#### Your task:
Return every line of the data below that includes the string "await".

#### Stored data entries:

----------------

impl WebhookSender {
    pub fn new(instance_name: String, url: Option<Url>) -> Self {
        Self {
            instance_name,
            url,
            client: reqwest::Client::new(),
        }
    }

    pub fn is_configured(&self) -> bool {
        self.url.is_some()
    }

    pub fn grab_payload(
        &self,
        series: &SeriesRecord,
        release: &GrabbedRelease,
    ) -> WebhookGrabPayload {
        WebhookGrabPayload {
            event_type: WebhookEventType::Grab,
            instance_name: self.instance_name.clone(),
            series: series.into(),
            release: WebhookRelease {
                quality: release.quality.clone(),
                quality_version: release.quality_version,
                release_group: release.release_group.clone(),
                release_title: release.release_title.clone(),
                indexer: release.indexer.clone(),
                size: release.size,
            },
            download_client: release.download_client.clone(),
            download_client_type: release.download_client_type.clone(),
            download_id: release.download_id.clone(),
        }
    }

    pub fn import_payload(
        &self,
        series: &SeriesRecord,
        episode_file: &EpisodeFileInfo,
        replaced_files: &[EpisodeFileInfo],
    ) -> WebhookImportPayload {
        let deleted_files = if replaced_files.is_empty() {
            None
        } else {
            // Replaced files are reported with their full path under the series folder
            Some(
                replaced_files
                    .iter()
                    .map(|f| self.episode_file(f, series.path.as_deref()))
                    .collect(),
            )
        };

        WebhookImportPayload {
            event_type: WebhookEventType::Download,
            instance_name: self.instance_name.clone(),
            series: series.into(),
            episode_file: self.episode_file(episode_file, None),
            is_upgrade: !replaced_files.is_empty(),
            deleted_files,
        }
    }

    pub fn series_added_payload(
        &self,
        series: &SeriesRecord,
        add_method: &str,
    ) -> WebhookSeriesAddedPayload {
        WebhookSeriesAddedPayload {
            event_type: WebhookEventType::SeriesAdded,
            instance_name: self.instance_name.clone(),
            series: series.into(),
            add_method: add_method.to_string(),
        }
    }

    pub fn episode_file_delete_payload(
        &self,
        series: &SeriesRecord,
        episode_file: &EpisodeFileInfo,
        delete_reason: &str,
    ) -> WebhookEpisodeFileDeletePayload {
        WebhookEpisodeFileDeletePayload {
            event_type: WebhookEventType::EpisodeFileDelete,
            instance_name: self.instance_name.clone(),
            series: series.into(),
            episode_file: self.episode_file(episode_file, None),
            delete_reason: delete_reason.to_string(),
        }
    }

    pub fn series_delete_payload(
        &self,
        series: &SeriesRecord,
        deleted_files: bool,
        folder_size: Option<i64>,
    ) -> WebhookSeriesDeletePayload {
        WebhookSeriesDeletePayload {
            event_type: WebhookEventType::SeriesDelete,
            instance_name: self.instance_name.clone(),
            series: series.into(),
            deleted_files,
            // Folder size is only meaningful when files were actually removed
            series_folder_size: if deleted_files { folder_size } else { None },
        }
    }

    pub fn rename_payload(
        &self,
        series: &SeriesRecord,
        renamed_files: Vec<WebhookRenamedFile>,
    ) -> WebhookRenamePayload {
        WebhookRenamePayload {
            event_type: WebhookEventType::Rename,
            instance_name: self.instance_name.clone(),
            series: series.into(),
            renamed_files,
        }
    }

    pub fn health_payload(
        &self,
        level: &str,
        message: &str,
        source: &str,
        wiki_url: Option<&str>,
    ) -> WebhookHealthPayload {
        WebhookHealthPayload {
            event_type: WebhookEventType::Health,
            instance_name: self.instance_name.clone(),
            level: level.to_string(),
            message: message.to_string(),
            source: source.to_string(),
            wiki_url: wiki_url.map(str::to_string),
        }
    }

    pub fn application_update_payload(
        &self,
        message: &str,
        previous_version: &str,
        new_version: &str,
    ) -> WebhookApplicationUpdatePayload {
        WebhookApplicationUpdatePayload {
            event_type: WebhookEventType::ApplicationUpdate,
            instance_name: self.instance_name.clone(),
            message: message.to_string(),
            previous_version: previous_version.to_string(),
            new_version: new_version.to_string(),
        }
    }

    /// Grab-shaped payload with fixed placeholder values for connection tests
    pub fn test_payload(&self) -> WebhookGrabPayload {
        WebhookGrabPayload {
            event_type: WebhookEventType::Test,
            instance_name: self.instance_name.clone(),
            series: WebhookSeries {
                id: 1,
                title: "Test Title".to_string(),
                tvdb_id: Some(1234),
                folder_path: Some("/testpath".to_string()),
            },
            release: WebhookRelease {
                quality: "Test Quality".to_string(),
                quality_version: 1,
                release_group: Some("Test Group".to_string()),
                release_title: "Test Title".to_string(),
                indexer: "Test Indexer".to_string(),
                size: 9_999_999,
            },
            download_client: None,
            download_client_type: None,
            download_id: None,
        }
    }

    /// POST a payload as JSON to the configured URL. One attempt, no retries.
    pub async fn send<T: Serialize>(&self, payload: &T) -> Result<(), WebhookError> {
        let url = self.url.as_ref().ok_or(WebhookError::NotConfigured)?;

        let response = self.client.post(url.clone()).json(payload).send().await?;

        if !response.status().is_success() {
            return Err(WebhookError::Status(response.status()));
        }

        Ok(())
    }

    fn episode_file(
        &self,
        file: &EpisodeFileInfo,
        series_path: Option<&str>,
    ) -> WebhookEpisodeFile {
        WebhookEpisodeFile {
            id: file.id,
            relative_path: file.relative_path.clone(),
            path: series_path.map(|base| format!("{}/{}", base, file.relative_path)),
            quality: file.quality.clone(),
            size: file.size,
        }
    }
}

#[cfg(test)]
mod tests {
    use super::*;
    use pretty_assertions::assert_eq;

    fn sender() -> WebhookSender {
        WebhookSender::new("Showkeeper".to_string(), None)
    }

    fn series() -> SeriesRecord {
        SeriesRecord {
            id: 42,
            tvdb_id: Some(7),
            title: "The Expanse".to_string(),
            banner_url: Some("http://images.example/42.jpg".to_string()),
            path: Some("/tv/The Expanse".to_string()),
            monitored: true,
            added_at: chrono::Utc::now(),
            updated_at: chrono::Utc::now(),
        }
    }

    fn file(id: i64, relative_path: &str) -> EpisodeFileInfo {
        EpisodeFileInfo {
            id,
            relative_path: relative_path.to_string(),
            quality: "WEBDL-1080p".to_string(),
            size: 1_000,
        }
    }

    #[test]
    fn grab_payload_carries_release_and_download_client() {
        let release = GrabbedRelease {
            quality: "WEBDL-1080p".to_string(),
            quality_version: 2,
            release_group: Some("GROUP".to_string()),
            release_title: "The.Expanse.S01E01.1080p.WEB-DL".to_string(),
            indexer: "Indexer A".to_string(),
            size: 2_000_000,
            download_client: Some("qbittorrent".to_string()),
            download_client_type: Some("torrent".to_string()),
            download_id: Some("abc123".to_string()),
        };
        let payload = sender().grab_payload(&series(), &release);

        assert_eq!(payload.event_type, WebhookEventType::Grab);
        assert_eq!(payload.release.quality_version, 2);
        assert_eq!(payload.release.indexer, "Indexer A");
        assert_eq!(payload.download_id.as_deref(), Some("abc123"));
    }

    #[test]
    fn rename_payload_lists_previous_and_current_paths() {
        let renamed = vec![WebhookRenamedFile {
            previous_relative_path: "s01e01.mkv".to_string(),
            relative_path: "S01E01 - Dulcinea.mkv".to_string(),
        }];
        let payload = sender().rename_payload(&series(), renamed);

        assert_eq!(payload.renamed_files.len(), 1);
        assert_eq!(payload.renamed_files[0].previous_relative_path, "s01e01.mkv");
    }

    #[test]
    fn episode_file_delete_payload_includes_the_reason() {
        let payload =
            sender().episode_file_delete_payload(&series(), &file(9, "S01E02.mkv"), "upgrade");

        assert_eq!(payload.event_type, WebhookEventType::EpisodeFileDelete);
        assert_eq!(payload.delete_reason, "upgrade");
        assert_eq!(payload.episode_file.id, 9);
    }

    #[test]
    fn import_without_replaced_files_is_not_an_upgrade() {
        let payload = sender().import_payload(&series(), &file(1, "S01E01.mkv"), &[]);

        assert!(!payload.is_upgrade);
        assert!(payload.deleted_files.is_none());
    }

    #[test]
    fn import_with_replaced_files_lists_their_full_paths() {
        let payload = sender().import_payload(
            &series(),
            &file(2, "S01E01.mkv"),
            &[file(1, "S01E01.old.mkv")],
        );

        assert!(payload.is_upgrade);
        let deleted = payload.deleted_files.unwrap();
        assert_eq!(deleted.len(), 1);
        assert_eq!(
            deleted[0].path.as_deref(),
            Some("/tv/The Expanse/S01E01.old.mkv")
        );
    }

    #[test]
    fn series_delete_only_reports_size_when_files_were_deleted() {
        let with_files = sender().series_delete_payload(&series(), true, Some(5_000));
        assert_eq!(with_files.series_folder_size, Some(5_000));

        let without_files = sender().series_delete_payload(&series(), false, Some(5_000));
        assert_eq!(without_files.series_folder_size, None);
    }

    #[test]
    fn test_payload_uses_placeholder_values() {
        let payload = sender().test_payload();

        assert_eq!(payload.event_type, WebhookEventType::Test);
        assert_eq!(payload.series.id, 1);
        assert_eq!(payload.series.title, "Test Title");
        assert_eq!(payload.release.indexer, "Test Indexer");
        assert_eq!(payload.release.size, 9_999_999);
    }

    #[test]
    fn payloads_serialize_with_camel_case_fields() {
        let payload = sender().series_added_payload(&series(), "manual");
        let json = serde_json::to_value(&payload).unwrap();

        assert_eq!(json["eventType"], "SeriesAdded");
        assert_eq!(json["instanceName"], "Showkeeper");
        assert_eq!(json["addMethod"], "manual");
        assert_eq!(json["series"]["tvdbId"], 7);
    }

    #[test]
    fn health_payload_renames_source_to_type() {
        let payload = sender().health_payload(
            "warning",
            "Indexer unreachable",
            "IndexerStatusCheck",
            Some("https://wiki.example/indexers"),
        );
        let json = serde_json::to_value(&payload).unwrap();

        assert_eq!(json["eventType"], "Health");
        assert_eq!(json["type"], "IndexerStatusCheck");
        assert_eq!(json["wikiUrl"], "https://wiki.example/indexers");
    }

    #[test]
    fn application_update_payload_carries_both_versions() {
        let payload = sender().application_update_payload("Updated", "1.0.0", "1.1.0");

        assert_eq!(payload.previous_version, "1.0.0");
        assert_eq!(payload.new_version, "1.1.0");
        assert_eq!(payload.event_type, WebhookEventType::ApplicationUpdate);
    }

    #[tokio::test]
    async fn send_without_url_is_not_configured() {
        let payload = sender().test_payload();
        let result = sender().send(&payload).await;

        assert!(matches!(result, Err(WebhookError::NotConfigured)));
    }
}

----------------

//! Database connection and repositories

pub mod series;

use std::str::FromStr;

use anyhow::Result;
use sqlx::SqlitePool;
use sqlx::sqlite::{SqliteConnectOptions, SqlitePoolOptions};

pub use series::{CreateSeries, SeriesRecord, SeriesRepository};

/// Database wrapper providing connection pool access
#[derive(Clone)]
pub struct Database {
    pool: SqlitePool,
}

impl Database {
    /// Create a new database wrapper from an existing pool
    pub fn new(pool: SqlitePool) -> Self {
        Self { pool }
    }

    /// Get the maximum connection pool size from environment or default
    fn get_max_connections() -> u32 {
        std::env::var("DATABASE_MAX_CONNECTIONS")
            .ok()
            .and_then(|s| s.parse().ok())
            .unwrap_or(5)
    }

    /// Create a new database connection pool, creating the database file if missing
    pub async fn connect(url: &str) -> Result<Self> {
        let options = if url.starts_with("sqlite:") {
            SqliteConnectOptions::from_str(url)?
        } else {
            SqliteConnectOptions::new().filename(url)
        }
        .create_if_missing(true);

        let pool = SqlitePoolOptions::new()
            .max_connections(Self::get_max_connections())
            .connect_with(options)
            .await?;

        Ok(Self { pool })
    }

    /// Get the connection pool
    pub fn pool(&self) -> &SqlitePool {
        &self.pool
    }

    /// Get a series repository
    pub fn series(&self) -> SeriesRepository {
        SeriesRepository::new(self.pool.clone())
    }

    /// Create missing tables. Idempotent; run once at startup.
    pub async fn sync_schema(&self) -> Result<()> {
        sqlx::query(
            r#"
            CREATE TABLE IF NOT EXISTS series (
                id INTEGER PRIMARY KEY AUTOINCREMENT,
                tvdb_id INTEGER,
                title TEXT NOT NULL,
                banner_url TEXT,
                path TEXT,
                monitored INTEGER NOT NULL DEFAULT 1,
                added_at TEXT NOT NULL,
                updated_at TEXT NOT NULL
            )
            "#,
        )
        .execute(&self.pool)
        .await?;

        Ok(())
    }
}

----------------

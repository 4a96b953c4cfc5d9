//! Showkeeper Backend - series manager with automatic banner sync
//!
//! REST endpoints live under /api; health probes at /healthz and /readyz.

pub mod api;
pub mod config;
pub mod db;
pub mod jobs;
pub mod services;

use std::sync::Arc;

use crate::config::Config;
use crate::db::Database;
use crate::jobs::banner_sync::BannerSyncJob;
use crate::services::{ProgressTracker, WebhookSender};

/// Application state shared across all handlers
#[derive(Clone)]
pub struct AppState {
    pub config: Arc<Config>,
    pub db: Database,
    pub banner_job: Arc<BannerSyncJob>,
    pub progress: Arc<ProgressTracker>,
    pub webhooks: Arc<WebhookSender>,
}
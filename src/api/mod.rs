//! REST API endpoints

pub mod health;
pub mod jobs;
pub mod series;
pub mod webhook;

----------------

#### Task response:
        let response = self.client.post(url.clone()).json(payload).send().await?;
        let result = sender().send(&payload).await;
            .await?;
        .await?;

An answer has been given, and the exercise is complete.